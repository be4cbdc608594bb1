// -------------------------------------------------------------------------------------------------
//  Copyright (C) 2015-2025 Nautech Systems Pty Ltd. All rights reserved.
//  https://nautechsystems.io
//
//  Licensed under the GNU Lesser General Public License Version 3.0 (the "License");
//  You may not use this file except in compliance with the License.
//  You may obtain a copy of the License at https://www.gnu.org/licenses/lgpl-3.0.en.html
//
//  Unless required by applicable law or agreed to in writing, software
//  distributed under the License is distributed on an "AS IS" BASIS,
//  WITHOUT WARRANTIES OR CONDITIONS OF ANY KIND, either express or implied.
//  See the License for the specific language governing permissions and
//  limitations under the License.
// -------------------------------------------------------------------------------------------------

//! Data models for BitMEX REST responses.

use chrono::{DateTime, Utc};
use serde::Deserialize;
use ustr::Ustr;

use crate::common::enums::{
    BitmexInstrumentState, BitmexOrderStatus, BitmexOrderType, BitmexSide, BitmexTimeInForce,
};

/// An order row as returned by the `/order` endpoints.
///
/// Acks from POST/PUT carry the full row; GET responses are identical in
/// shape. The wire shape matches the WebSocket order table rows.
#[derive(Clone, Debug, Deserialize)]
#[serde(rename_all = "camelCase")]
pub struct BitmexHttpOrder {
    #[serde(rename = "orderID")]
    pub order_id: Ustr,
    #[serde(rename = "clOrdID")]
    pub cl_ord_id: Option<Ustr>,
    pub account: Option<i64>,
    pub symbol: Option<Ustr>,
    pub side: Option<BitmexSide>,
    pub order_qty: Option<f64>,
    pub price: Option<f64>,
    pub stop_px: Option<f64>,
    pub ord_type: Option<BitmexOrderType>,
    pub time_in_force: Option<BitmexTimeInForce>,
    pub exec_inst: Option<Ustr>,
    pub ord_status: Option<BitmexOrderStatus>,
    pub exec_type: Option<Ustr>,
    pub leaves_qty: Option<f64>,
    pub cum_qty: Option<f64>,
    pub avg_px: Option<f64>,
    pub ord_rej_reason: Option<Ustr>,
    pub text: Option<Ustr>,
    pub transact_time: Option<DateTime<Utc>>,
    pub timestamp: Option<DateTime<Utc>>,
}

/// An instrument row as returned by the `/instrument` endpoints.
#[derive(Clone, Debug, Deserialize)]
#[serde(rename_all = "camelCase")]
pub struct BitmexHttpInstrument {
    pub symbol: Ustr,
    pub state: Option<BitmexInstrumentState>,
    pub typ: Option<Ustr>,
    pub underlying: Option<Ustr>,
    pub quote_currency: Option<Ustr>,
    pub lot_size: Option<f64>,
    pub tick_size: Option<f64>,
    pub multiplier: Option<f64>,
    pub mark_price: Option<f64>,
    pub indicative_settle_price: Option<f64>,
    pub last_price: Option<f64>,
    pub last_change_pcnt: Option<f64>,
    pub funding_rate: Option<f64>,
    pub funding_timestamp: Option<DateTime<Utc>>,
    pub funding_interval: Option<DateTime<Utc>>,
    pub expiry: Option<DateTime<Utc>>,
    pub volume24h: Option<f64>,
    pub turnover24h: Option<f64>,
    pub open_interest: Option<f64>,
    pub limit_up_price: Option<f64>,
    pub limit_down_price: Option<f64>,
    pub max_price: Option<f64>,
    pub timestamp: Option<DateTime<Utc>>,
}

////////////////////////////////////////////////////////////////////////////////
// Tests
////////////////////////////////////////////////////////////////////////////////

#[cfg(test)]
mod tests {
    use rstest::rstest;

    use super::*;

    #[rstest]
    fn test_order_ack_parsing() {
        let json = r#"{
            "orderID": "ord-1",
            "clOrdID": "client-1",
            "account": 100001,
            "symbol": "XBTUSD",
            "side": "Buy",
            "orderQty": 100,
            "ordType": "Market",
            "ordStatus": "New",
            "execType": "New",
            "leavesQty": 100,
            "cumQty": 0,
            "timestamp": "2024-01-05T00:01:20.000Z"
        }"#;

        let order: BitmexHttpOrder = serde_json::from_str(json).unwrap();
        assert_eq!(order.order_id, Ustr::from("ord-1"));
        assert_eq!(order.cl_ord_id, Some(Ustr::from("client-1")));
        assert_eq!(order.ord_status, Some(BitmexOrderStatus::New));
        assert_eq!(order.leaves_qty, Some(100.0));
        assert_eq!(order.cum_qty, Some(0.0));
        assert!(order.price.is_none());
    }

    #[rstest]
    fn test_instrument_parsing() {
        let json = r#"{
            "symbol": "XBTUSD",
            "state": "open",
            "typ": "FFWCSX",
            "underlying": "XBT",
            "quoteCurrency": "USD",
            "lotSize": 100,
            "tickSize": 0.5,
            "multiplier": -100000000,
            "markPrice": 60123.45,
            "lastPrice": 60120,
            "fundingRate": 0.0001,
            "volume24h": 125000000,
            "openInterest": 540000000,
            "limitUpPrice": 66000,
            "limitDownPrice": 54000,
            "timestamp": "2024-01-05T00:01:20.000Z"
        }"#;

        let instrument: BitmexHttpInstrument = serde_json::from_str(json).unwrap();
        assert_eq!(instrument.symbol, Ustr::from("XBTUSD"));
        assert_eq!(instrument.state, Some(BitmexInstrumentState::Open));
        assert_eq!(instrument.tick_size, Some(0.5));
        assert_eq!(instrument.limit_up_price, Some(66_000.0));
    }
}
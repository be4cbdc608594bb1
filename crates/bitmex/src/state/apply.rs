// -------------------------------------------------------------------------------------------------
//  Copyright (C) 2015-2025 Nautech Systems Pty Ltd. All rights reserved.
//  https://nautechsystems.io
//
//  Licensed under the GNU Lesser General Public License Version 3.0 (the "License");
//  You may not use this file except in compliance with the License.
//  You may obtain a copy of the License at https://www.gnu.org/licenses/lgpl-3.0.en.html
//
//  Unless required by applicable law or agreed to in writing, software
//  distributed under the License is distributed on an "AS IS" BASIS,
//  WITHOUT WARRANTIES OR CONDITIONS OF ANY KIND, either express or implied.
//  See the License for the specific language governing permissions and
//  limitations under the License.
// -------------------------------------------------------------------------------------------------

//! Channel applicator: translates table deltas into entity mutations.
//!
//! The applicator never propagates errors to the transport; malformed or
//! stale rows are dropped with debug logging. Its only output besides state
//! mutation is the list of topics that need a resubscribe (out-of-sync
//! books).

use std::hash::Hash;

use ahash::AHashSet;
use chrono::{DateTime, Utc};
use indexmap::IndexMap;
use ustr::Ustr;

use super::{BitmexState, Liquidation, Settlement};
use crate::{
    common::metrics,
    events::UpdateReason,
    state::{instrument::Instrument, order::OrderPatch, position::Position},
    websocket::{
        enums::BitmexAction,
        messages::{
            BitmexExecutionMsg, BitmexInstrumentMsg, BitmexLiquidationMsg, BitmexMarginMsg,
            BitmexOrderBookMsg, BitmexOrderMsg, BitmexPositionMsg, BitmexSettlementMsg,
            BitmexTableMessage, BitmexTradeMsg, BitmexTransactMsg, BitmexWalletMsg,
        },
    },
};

□ □ □ □ □ □ □

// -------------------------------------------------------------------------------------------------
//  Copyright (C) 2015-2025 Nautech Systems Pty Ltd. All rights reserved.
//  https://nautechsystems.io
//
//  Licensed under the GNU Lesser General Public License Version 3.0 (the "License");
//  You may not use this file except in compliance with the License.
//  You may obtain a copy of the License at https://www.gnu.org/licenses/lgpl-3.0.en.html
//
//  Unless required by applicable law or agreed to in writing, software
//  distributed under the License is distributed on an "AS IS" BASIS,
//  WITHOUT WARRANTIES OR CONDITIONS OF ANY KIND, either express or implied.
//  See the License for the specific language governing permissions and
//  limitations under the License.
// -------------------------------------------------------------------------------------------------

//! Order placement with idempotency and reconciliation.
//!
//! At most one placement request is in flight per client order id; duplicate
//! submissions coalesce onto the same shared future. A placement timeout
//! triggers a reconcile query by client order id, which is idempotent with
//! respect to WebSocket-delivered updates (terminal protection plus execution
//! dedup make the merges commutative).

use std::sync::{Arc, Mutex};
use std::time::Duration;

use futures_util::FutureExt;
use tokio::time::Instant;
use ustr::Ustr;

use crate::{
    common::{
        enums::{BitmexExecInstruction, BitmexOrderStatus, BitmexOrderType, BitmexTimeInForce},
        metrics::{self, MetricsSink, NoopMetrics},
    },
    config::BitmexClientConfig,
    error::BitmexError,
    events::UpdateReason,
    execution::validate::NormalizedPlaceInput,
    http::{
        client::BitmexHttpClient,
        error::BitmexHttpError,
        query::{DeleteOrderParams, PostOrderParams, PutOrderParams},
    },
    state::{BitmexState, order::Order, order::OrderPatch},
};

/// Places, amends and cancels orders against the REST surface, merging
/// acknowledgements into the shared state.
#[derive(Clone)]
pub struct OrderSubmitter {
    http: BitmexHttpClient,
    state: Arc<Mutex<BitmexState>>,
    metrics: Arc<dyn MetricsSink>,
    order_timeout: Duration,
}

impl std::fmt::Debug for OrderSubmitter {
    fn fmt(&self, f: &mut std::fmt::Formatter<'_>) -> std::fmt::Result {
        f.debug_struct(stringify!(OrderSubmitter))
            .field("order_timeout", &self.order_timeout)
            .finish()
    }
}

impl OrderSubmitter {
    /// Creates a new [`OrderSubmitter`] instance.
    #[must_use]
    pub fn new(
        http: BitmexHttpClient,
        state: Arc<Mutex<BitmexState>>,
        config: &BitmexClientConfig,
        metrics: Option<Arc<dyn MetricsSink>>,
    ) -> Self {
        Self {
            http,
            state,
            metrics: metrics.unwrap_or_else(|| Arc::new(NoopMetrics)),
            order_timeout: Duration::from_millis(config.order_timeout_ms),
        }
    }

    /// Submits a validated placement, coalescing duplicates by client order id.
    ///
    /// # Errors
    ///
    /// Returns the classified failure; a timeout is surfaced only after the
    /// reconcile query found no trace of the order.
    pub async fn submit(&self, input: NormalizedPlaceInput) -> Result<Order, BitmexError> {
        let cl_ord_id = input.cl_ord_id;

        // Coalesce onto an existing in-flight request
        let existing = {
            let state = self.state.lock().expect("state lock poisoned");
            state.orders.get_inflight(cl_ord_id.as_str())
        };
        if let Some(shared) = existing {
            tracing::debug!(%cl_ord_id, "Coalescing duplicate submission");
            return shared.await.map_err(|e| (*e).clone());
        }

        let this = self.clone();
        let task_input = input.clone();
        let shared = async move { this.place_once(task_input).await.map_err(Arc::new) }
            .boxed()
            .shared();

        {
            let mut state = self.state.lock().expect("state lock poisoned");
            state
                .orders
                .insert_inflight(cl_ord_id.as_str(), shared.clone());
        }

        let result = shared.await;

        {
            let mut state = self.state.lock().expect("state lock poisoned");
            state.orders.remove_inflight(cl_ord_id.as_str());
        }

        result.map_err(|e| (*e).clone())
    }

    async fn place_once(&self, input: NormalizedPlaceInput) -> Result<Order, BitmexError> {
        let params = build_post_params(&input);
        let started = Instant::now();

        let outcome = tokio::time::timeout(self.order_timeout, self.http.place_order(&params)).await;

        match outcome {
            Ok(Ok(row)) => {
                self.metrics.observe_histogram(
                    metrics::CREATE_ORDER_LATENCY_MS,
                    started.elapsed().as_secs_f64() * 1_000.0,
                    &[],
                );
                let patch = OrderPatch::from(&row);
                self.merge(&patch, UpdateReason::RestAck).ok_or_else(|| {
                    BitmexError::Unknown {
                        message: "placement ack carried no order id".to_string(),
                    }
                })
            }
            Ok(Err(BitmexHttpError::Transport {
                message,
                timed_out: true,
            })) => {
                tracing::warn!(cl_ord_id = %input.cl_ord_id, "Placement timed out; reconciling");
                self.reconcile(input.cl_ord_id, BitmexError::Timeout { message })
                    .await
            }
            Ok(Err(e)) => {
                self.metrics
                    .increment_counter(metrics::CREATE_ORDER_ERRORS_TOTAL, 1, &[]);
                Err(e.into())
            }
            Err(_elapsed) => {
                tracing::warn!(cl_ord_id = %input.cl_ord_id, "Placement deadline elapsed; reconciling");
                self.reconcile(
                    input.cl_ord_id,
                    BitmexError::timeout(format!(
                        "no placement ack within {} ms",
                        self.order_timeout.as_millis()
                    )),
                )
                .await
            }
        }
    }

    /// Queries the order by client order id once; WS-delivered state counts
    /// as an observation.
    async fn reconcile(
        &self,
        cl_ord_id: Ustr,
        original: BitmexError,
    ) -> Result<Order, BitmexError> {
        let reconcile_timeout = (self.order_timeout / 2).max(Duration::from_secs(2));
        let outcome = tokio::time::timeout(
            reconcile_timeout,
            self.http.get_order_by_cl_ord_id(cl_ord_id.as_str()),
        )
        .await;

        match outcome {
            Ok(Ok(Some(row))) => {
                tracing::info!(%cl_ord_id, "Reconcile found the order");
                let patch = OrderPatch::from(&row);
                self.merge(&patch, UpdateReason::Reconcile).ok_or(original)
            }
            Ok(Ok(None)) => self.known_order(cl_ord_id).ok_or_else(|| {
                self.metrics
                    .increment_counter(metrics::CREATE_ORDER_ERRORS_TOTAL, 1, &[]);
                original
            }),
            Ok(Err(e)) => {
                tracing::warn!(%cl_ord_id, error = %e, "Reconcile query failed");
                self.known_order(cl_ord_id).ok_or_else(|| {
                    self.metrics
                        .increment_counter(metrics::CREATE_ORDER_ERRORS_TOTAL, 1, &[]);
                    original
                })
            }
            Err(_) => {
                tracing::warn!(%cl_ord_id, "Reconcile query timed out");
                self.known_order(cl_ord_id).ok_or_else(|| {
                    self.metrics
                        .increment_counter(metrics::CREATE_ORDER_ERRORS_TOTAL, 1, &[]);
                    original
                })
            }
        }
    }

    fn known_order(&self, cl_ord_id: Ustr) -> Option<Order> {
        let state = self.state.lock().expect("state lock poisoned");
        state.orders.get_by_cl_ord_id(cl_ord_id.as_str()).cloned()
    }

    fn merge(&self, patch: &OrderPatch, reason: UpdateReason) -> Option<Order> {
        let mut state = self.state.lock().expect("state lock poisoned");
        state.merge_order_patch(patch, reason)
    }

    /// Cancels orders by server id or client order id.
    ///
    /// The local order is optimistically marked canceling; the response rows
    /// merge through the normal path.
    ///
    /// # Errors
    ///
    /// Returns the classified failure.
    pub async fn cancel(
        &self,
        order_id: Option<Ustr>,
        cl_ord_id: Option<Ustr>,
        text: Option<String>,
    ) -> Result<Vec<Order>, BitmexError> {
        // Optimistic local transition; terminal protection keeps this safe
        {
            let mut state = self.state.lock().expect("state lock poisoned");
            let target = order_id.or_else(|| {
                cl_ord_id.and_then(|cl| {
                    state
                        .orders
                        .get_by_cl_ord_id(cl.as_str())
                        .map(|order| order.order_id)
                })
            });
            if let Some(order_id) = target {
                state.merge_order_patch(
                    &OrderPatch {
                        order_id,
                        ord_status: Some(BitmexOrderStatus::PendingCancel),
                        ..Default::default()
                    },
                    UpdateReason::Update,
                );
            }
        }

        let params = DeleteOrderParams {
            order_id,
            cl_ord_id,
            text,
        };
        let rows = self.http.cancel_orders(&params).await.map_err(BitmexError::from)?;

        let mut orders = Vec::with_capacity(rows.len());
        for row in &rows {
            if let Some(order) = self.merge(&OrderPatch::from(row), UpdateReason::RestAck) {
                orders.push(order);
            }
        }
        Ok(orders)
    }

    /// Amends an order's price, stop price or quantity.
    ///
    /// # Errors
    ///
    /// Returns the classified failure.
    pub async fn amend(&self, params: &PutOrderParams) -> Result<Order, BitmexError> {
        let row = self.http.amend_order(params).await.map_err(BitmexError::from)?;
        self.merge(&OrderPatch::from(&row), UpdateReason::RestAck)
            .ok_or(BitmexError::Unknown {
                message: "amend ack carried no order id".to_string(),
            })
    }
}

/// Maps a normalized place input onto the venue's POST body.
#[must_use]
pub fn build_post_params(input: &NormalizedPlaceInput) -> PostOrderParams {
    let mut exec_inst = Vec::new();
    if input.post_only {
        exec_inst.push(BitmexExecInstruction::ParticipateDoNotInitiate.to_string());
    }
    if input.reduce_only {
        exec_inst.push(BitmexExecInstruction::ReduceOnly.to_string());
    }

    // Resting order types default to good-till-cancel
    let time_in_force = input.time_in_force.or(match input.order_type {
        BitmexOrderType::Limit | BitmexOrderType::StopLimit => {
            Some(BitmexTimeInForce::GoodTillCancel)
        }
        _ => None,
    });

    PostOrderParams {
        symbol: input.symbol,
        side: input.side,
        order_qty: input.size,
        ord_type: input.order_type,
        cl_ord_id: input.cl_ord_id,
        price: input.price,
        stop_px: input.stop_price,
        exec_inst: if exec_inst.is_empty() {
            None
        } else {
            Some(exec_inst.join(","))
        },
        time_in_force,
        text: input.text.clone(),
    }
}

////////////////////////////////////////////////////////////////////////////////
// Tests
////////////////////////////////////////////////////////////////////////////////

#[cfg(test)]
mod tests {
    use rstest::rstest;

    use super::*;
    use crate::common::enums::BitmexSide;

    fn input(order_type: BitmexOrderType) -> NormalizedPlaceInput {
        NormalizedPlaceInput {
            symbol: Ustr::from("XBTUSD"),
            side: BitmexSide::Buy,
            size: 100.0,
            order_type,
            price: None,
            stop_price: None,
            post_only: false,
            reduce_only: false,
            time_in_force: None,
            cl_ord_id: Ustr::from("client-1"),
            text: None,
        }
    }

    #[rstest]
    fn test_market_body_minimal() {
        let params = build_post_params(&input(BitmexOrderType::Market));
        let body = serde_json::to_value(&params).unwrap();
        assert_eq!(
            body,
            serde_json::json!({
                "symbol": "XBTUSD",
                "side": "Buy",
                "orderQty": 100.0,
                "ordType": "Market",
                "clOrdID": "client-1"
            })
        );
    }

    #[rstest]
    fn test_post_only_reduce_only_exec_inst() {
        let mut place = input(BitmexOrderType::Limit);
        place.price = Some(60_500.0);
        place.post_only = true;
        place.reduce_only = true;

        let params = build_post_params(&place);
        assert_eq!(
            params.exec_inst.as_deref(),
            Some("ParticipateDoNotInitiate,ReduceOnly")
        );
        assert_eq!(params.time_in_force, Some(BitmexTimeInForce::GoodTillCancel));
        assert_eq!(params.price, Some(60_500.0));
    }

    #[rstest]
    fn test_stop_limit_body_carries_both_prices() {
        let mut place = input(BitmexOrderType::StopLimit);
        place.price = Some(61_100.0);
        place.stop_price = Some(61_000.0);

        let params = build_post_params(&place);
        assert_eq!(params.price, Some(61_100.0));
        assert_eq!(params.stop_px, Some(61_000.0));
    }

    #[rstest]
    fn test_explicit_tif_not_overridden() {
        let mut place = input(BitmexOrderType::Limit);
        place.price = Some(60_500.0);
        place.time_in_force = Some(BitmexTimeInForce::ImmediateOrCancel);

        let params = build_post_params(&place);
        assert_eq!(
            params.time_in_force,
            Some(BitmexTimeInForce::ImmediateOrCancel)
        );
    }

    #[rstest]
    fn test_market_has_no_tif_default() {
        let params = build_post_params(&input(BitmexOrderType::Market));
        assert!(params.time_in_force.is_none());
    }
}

□ □ □ □ □ □ □

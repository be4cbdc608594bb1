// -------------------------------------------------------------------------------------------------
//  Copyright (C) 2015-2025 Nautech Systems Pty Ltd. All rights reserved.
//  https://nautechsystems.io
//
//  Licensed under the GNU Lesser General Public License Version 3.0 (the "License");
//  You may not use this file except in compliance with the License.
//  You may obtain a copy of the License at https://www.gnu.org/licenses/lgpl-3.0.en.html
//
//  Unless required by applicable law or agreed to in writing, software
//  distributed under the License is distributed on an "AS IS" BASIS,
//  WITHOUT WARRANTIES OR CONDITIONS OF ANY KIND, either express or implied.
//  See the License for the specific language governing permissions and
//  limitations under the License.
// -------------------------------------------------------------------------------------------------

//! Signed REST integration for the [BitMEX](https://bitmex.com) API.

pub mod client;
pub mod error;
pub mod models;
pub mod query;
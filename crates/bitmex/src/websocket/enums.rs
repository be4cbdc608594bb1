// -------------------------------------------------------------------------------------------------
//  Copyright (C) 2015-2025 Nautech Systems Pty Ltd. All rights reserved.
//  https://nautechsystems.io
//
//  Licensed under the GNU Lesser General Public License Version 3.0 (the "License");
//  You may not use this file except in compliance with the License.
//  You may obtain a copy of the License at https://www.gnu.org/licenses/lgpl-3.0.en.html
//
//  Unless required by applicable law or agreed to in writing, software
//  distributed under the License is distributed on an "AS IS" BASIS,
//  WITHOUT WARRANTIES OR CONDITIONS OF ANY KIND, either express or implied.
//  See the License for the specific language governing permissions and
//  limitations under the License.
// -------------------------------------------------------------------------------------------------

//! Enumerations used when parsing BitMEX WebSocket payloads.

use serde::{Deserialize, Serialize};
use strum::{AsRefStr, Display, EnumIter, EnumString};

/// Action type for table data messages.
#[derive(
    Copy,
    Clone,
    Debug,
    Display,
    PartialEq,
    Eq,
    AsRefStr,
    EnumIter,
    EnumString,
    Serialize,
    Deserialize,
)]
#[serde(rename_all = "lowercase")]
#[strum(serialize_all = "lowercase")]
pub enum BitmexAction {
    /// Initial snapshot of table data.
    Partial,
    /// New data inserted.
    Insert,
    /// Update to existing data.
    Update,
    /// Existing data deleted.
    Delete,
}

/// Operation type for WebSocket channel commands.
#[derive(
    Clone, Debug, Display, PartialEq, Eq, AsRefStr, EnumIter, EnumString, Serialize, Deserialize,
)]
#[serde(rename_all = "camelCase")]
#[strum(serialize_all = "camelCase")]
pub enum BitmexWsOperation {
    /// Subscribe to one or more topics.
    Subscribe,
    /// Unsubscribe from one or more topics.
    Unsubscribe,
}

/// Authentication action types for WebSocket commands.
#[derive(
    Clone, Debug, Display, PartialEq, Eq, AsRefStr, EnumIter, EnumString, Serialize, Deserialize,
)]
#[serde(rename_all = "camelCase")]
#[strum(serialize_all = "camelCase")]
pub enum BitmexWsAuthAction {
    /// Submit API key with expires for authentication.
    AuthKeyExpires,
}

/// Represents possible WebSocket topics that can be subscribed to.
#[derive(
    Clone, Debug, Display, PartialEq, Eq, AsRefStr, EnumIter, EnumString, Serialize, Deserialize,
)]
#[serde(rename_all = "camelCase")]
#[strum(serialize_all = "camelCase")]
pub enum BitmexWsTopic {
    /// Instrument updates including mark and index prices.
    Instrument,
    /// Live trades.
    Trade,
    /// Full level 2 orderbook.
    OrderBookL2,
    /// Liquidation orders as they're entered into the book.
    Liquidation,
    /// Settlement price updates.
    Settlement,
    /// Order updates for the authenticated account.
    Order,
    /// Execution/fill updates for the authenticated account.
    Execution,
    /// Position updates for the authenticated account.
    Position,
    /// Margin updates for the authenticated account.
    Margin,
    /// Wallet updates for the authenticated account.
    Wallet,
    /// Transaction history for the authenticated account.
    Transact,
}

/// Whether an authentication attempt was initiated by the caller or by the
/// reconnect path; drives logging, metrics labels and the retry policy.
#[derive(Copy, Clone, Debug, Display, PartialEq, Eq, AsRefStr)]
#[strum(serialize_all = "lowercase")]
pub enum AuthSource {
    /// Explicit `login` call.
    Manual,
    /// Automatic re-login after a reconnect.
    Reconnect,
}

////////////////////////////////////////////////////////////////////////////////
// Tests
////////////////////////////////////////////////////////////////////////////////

□ □ □ □ □ □ □

> **TASK TO CARRY OUT**: Select every line of the material above holding the word "MetricsSink" and copy it.

> **RESULT OF THE TASK**:
        metrics::{self, MetricsSink, NoopMetrics},
    metrics: Arc<dyn MetricsSink>,
        metrics: Option<Arc<dyn MetricsSink>>,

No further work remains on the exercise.